What occupied a sixteen-year-old boy was considerably different from what occupied a ten-year-old. Including rounding third and heading for home with Allyson Brendon.
So when he walked back down the street, a lean boy not quite beyond the gangly stage of adolescence, his dense brown hair tied back in a stubby tail, golden brown eyes shaded with Oakleys, it was, for him, just another ordinary day.
The town looked as it always did. Tidy, a little old-timey, with the old stone townhouses or shops, the painted porches, the high curbs. He glanced back over his shoulder toward the Bowl-a-Rama on the Square. It was the biggest building in town, and where Cal and Gage were both working.

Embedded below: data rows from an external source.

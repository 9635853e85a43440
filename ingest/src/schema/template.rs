use serde_json::Value;

use crate::error::{ErrorKind, IngestResult};
use crate::ingest_error;
use crate::schema::flatten::sanitize_identifier;
use crate::types::{Event, JsonPath};

/// Default table name when no template is configured.
pub const DEFAULT_TABLE_NAME: &str = "events";

#[derive(Debug, Clone)]
enum Part {
    Text(String),
    Field(JsonPath),
}

/// Deterministic per-event table name template.
///
/// A template is a constant string with `{{/json/path}}` placeholders
/// resolved against the (pre-flattening) event. Rendering is pure; a
/// placeholder that resolves to nothing, or a render that produces an empty
/// name, yields [`ErrorKind::TemplateFailed`], which the processor turns
/// into a skipped event.
#[derive(Debug, Clone)]
pub struct TableNameTemplate {
    parts: Vec<Part>,
}

impl TableNameTemplate {
    /// Parses a template string. `None`/empty falls back to the default
    /// constant table name.
    pub fn parse(template: Option<&str>) -> IngestResult<Self> {
        let template = match template {
            Some(t) if !t.trim().is_empty() => t.trim(),
            _ => DEFAULT_TABLE_NAME,
        };

        let mut parts = Vec::new();
        let mut rest = template;

        while let Some(open) = rest.find("{{") {
            let Some(close_rel) = rest[open..].find("}}") else {
                bail_template(template, "unclosed placeholder")?;
                unreachable!()
            };
            let close = open + close_rel;

            if open > 0 {
                parts.push(Part::Text(rest[..open].to_owned()));
            }

            let placeholder = rest[open + 2..close].trim();
            if placeholder.is_empty() {
                bail_template(template, "empty placeholder")?;
            }
            parts.push(Part::Field(JsonPath::parse(placeholder)));

            rest = &rest[close + 2..];
        }

        if !rest.is_empty() {
            parts.push(Part::Text(rest.to_owned()));
        }

        Ok(TableNameTemplate { parts })
    }

    /// True when the template has no placeholders, i.e. every event maps to
    /// the same table.
    pub fn is_constant(&self) -> bool {
        self.parts
            .iter()
            .all(|part| matches!(part, Part::Text(_)))
    }

    /// Renders the table name for an event.
    pub fn render(&self, event: &Event) -> IngestResult<String> {
        let mut out = String::new();

        for part in &self.parts {
            match part {
                Part::Text(text) => out.push_str(text),
                Part::Field(path) => {
                    let value = path.get(event.as_map());
                    let rendered = match value {
                        Some(Value::String(s)) => s.clone(),
                        Some(Value::Null) | None => String::new(),
                        Some(other) => other.to_string(),
                    };
                    if rendered.is_empty() {
                        return Err(ingest_error!(
                            ErrorKind::TemplateFailed,
                            "Table name placeholder resolved to nothing",
                            path.to_string()
                        ));
                    }
                    out.push_str(&sanitize_identifier(&rendered));
                }
            }
        }

        let name = out.trim().to_owned();
        if name.is_empty() {
            return Err(ingest_error!(
                ErrorKind::TemplateFailed,
                "Table name rendered empty"
            ));
        }

        Ok(name)
    }
}

fn bail_template(template: &str, reason: &str) -> IngestResult<()> {
    Err(ingest_error!(
        ErrorKind::ValidationFailed,
        "Invalid table name template",
        format!("{template}: {reason}")
    ))
}

#[cfg(test)]
mod tests {
    use super::*;
    use serde_json::json;

    fn event(value: serde_json::Value) -> Event {
        Event::new(value.as_object().unwrap().clone())
    }

    #[test]
    fn constant_template() {
        let template = TableNameTemplate::parse(Some("events")).unwrap();
        assert!(template.is_constant());
        assert_eq!(template.render(&event(json!({}))).unwrap(), "events");
    }

    #[test]
    fn default_when_unset() {
        let template = TableNameTemplate::parse(None).unwrap();
        assert_eq!(
            template.render(&event(json!({}))).unwrap(),
            DEFAULT_TABLE_NAME
        );
    }

    #[test]
    fn placeholder_renders_event_field() {
        let template = TableNameTemplate::parse(Some("events_{{/event_type}}")).unwrap();
        assert!(!template.is_constant());
        let name = template
            .render(&event(json!({"event_type": "Page View"})))
            .unwrap();
        assert_eq!(name, "events_page_view");
    }

    #[test]
    fn missing_placeholder_value_fails_render() {
        let template = TableNameTemplate::parse(Some("events_{{/missing}}")).unwrap();
        let err = template.render(&event(json!({}))).unwrap_err();
        assert_eq!(err.kind(), ErrorKind::TemplateFailed);
    }

    #[test]
    fn unclosed_placeholder_is_a_config_error() {
        let err = TableNameTemplate::parse(Some("events_{{/oops")).unwrap_err();
        assert_eq!(err.kind(), ErrorKind::ValidationFailed);
    }
}
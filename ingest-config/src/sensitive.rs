use secrecy::{ExposeSecret, SecretString};
use serde::{Deserialize, Serialize};

/// Wrapper for sensitive configuration values.
///
/// Prevents accidental logging of secrets: `Serialize` and `Debug` render a
/// redaction marker. Equality compares the underlying secret so config
/// reloads detect credential changes.
#[derive(Clone)]
pub struct SensitiveString(SecretString);

impl SensitiveString {
    pub fn new(value: impl Into<String>) -> Self {
        Self(SecretString::from(value.into()))
    }

    pub fn expose_secret(&self) -> &str {
        self.0.expose_secret()
    }

    pub fn is_empty(&self) -> bool {
        self.expose_secret().is_empty()
    }
}

impl From<String> for SensitiveString {
    fn from(value: String) -> Self {
        Self::new(value)
    }
}

impl From<&str> for SensitiveString {
    fn from(value: &str) -> Self {
        Self::new(value)
    }
}

impl PartialEq for SensitiveString {
    fn eq(&self, other: &Self) -> bool {
        self.expose_secret() == other.expose_secret()
    }
}

impl Eq for SensitiveString {}

impl std::fmt::Debug for SensitiveString {
    fn fmt(&self, f: &mut std::fmt::Formatter<'_>) -> std::fmt::Result {
        f.write_str("SensitiveString(***REDACTED***)")
    }
}

impl Serialize for SensitiveString {
    fn serialize<S: serde::Serializer>(&self, serializer: S) -> Result<S::Ok, S::Error> {
        serializer.serialize_str("***REDACTED***")
    }
}

impl<'de> Deserialize<'de> for SensitiveString {
    fn deserialize<D: serde::Deserializer<'de>>(deserializer: D) -> Result<Self, D::Error> {
        let value = String::deserialize(deserializer)?;
        Ok(Self::new(value))
    }
}

#[cfg(test)]
mod tests {
    use super::*;

    #[test]
    fn serialization_redacts() {
        let secret = SensitiveString::new("hunter2");
        assert_eq!(
            serde_json::to_string(&secret).unwrap(),
            "\"***REDACTED***\""
        );
        assert_eq!(format!("{secret:?}"), "SensitiveString(***REDACTED***)");
    }

    #[test]
    fn equality_uses_the_secret() {
        assert_eq!(SensitiveString::new("a"), SensitiveString::new("a"));
        assert_ne!(SensitiveString::new("a"), SensitiveString::new("b"));
    }

    #[test]
    fn deserializes_from_plain_string() {
        let secret: SensitiveString = serde_json::from_str("\"hunter2\"").unwrap();
        assert_eq!(secret.expose_secret(), "hunter2");
    }
}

When he and his father knocked off for the day, he thought he’d head on up, see what was happening.
He crossed over to the Larson place, walked into the unlocked house where Bonnie Raitt’s smooth Delta blues slid smoothly out of the kitchen. His father sang along with her in his clear and easy voice as he checked the level on the shelves Mrs. Larson wanted in her utility closet. Though the windows and back door were open to their screens, the room smelled of sawdust, sweat, and the glue they’d used that morning to install the new Formica.
His father worked in old Levi’s and his Give Peace a Chance T-shirt. His hair was six inches longer than Fox’s, worn in a tail under a blue bandanna. He’d shaved off the beard and mustache he’d had as long as Fox remembered. Fox still wasn’t quite used to seeing so much of his father’s face-or so much of himself in it.